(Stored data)
━━━━━━
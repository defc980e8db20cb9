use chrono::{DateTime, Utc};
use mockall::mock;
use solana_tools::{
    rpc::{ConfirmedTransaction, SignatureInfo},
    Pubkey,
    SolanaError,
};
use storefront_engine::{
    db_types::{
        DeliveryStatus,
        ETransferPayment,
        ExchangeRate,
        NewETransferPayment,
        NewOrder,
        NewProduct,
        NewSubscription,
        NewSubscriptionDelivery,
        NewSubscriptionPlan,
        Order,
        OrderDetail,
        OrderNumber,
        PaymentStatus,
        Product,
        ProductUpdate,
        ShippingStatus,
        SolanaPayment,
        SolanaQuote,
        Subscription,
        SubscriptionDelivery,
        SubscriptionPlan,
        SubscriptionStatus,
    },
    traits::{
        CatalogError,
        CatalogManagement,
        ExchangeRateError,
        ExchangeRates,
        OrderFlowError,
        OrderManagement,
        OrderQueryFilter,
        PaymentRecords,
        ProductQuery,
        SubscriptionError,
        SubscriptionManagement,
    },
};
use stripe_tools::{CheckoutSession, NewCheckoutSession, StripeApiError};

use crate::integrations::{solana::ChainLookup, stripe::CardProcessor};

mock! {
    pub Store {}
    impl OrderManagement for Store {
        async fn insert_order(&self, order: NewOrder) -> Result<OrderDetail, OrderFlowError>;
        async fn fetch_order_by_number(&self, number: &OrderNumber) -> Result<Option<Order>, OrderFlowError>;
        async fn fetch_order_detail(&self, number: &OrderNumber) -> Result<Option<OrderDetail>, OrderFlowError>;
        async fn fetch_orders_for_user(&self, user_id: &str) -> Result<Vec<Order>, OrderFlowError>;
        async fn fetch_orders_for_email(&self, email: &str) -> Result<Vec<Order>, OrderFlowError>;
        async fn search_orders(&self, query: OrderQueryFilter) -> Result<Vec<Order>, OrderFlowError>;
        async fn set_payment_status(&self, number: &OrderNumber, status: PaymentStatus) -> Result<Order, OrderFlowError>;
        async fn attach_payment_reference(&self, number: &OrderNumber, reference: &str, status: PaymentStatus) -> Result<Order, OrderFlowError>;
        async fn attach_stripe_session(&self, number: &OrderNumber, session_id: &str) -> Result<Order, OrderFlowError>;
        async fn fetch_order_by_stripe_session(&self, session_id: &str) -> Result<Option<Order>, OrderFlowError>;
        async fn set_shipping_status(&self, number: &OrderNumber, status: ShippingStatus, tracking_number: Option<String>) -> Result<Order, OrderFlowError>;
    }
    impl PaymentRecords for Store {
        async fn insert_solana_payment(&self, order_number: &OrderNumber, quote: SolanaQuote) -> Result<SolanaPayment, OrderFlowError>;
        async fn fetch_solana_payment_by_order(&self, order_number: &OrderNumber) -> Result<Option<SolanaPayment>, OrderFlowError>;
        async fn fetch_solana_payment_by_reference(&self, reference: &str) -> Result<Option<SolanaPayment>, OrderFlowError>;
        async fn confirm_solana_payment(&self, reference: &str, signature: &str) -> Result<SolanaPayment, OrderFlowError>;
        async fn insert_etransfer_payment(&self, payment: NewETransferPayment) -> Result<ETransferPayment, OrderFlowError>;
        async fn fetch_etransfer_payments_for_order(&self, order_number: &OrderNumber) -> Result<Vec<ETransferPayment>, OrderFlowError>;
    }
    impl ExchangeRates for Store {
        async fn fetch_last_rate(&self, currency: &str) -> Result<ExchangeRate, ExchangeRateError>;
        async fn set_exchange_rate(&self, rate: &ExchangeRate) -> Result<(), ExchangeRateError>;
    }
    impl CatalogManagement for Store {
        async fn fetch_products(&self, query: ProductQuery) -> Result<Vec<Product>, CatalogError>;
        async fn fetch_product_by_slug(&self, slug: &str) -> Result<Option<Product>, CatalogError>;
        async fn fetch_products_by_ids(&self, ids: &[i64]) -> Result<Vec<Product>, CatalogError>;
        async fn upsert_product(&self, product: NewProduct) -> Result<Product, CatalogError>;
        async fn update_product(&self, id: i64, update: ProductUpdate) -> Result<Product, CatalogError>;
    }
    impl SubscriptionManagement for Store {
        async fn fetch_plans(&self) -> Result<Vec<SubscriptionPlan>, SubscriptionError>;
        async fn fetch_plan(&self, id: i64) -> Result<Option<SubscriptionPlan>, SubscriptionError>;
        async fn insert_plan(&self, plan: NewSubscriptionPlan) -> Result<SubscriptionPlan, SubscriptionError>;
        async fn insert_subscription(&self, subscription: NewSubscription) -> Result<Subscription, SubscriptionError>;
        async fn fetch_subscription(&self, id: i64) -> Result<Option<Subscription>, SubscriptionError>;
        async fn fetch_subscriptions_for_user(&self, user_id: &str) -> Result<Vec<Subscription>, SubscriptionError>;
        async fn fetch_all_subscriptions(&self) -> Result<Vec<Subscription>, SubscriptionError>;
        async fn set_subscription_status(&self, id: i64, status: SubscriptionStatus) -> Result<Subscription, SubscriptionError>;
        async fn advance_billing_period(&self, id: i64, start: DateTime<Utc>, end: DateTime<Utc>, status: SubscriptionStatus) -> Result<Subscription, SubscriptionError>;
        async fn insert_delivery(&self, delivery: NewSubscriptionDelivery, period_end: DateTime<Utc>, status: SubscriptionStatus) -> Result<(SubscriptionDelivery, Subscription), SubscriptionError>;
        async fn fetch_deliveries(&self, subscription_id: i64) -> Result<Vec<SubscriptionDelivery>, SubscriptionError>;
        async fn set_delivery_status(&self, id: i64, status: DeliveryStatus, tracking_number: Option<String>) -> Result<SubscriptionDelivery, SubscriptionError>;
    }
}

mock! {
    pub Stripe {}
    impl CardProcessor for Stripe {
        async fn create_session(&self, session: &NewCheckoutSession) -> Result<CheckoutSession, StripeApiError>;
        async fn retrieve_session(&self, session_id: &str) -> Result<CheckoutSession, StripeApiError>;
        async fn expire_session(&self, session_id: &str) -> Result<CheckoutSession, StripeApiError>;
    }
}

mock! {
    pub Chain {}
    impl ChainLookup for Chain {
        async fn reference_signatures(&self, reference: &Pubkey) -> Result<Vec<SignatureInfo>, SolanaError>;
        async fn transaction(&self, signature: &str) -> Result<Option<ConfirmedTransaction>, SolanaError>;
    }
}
━━━━━━
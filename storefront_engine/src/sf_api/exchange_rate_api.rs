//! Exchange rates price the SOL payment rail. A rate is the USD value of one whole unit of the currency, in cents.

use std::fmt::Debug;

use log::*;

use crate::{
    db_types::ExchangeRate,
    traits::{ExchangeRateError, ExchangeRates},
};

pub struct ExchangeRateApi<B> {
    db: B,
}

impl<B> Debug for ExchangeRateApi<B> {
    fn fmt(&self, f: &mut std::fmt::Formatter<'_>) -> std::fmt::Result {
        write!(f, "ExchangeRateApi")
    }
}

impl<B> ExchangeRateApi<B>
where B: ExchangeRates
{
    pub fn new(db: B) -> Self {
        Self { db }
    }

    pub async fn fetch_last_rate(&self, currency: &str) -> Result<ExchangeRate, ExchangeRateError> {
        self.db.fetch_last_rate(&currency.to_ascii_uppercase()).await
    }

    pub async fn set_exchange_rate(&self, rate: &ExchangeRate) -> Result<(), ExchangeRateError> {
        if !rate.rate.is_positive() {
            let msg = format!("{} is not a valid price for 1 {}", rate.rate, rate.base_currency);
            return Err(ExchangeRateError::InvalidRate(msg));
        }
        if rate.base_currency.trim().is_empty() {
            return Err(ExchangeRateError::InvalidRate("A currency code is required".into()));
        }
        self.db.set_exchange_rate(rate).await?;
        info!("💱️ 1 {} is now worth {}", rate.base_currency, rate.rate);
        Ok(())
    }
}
━━━━━━
## Task details
Which of the lines in the data contain the string "Debug"? Return each one.

## Response to the exercise
use std::fmt::Debug;
impl<B> Debug for ExchangeRateApi<B> {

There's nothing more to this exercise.